Exercise directions: Starting at the line that contains "self.add_boxed_sink(Box::new(sink));" and ending at the line that contains "pub fn sender(&self)", the lines below are to be given again exactly, with nothing added.

Records to process below:

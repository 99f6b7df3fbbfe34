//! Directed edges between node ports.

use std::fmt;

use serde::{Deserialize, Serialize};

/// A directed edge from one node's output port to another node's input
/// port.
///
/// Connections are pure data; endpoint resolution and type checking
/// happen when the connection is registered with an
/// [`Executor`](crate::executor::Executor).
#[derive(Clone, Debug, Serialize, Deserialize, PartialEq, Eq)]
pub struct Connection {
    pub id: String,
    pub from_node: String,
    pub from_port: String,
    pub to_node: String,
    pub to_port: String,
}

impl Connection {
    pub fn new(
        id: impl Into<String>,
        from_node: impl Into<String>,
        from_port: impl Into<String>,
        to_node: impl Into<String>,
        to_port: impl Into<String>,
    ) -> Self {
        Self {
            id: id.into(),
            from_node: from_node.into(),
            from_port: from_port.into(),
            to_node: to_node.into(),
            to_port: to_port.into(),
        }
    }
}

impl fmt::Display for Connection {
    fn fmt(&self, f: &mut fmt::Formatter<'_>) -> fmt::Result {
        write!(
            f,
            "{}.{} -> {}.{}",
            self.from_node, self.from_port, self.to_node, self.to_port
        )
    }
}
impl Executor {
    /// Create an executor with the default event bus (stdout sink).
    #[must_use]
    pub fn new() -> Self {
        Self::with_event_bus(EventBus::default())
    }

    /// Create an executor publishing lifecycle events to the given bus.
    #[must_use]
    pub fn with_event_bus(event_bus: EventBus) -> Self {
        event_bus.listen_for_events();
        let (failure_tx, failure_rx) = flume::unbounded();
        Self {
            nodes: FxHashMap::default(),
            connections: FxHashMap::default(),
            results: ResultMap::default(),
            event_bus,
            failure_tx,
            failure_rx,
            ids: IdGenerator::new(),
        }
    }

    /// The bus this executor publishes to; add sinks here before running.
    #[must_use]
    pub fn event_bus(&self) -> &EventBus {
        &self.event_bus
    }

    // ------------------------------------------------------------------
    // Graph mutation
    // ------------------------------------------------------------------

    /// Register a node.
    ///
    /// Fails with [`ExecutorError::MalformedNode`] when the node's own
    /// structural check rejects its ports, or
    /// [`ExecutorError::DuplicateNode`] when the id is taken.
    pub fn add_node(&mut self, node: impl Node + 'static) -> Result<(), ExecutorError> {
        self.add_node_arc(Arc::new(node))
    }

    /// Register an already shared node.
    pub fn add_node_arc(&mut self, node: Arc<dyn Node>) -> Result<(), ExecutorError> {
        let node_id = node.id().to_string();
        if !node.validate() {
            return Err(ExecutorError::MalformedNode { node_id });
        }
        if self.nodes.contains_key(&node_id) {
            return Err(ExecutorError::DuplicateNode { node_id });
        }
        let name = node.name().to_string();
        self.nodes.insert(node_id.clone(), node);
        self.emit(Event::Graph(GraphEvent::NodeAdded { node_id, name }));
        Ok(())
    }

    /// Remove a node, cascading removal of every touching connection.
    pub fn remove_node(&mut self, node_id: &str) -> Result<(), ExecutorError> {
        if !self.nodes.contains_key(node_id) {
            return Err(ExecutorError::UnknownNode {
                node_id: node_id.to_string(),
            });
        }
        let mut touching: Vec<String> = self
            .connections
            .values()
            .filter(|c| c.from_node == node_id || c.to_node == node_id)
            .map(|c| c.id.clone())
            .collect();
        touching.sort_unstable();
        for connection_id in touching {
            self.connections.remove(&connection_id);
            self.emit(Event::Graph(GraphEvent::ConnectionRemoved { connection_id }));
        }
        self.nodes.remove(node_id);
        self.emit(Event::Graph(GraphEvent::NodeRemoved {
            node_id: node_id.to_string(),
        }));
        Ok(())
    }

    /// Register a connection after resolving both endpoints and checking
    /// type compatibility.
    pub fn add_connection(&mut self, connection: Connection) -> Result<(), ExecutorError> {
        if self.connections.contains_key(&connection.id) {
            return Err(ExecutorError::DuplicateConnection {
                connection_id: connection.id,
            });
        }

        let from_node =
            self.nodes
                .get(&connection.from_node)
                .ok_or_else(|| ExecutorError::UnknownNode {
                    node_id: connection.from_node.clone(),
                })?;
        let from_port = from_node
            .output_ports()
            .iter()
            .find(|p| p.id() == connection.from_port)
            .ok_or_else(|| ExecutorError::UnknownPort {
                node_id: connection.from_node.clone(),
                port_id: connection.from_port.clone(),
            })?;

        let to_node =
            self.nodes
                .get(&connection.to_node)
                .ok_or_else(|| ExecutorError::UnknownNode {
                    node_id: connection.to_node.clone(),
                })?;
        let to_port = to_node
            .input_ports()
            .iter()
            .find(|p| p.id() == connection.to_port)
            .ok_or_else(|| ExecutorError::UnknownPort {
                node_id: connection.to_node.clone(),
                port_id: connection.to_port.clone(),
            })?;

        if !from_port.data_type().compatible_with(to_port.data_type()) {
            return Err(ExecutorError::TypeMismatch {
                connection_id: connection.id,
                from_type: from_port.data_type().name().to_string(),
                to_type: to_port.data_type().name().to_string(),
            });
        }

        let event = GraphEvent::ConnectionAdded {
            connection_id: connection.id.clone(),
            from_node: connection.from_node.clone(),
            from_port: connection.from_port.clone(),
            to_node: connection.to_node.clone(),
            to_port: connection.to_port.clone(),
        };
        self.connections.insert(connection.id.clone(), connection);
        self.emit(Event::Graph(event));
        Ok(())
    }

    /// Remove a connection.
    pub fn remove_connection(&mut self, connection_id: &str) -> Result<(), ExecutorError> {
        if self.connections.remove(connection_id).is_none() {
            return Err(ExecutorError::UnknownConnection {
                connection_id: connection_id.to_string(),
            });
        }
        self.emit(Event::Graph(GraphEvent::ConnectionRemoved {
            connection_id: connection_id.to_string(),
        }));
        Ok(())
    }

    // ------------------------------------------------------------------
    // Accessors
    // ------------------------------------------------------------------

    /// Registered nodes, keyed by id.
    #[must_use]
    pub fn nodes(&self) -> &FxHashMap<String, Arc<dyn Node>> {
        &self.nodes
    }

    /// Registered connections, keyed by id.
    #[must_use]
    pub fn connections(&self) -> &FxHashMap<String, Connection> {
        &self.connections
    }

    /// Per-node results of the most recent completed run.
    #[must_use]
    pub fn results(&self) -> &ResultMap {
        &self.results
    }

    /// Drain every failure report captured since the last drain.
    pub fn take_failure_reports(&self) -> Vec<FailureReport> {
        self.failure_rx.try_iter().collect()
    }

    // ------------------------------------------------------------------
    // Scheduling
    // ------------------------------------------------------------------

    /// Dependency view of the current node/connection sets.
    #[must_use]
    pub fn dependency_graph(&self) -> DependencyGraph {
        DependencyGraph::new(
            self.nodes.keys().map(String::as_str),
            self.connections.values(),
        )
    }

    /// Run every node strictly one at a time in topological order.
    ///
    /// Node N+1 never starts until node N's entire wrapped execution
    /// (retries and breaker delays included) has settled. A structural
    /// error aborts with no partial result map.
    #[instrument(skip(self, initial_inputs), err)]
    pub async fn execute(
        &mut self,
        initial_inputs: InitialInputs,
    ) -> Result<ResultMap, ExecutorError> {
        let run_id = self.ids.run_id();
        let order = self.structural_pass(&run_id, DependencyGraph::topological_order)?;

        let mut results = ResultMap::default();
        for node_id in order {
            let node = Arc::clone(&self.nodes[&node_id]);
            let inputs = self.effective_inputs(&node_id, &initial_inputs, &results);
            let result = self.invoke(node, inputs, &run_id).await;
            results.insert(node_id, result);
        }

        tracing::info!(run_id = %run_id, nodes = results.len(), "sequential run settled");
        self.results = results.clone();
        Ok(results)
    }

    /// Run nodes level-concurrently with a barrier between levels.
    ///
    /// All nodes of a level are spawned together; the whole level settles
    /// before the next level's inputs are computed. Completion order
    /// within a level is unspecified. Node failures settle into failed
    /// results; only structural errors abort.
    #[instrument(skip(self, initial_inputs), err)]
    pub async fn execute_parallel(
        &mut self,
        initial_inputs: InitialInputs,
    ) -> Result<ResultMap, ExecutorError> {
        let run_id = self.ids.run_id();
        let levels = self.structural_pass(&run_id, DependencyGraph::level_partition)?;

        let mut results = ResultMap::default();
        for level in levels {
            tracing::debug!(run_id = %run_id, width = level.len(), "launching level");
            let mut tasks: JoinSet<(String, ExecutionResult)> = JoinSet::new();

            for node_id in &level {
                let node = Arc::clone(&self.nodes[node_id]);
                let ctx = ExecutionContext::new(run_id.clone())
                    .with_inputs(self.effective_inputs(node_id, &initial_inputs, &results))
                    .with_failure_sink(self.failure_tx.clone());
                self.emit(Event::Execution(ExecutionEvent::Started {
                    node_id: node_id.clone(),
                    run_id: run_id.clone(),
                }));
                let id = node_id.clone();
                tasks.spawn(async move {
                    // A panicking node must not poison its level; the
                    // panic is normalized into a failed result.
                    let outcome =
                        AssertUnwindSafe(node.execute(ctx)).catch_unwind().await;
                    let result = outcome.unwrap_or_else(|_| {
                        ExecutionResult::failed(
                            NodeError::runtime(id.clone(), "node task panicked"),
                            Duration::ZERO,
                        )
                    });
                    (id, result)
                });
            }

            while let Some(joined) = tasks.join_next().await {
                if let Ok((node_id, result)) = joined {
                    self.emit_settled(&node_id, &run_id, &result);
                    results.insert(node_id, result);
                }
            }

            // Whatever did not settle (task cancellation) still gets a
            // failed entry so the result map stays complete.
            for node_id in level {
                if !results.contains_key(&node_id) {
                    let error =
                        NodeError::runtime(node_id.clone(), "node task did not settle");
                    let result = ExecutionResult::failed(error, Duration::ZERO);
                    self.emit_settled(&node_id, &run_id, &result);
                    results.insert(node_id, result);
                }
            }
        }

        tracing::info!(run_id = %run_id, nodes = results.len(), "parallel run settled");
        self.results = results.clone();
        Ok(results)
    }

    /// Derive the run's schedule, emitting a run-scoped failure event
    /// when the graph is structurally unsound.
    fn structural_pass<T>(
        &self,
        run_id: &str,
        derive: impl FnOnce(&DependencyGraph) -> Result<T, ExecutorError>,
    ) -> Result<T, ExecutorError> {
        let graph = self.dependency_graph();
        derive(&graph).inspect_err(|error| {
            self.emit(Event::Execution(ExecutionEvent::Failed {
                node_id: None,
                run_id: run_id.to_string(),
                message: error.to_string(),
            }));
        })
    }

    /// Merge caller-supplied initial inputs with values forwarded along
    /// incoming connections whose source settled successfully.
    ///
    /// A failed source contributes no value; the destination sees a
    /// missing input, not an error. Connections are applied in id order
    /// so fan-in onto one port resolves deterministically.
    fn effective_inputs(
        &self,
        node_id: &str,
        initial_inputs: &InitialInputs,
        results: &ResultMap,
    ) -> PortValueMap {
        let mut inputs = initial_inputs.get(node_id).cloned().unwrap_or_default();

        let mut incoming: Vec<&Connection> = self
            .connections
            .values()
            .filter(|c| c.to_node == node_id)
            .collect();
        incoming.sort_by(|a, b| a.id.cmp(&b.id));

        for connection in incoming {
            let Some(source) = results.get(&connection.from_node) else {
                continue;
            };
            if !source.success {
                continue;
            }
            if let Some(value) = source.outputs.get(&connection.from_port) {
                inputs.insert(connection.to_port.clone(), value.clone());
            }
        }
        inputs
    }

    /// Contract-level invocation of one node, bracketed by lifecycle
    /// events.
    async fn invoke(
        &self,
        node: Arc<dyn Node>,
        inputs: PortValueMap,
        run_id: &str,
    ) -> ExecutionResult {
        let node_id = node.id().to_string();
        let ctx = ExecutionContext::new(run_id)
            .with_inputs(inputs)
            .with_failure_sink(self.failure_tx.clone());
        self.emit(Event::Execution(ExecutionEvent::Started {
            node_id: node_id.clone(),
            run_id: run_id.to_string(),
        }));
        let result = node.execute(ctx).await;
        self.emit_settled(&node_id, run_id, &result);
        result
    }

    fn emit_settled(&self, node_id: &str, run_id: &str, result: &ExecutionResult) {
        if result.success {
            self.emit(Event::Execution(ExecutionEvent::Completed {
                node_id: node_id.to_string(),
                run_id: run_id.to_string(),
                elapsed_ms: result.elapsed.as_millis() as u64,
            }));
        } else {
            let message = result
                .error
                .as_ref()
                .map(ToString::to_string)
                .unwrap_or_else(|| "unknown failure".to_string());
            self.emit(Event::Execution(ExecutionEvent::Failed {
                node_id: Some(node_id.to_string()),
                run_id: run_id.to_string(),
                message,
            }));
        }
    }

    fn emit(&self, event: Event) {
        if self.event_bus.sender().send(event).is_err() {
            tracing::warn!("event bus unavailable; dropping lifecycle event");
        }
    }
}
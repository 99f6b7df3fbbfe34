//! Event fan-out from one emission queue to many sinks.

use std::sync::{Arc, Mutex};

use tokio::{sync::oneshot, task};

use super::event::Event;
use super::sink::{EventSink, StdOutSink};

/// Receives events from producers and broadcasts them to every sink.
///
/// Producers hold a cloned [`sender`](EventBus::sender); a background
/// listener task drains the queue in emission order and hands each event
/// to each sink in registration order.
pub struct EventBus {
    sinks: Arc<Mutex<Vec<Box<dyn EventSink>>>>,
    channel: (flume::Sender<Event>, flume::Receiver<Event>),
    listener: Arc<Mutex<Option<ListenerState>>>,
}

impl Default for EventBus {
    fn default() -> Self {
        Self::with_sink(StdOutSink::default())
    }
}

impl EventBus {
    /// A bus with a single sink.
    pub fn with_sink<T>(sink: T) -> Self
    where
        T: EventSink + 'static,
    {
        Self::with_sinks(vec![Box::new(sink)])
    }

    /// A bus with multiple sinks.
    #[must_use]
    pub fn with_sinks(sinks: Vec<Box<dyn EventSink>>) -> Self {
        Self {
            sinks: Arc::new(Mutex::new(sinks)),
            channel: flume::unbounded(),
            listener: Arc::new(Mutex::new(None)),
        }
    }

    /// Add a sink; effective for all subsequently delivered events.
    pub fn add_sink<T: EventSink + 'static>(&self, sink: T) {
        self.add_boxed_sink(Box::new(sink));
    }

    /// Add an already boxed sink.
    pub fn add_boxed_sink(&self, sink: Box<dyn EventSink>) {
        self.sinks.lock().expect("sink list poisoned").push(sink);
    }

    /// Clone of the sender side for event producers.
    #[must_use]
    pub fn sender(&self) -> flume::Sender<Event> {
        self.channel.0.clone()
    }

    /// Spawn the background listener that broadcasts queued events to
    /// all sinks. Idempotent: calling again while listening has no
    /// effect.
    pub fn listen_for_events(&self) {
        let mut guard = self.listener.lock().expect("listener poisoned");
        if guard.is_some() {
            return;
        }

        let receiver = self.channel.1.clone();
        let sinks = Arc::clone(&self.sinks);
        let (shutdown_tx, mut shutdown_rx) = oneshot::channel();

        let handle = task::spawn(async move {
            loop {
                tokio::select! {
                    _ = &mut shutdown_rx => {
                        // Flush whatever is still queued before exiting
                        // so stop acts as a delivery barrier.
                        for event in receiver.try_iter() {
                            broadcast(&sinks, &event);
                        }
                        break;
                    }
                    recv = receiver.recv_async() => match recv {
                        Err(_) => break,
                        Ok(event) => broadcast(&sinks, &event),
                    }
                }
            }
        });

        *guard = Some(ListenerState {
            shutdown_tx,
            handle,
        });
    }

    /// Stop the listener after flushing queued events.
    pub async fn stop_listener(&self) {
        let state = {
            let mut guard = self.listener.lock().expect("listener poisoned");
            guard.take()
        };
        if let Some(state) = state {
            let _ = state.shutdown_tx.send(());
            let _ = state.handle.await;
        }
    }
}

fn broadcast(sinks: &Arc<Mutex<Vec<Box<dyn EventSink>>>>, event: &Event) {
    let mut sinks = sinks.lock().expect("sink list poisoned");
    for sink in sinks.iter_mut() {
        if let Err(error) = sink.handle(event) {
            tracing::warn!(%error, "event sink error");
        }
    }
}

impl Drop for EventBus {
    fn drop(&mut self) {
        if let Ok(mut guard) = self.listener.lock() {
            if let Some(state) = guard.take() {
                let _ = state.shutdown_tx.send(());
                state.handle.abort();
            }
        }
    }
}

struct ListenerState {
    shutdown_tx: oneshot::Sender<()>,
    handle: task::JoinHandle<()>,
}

End of Records to process.

Result of this task:
        self.add_boxed_sink(Box::new(sink));
    }

    /// Add an already boxed sink.
    pub fn add_boxed_sink(&self, sink: Box<dyn EventSink>) {
        self.sinks.lock().expect("sink list poisoned").push(sink);
    }

    /// Clone of the sender side for event producers.
    #[must_use]
    pub fn sender(&self) -> flume::Sender<Event> {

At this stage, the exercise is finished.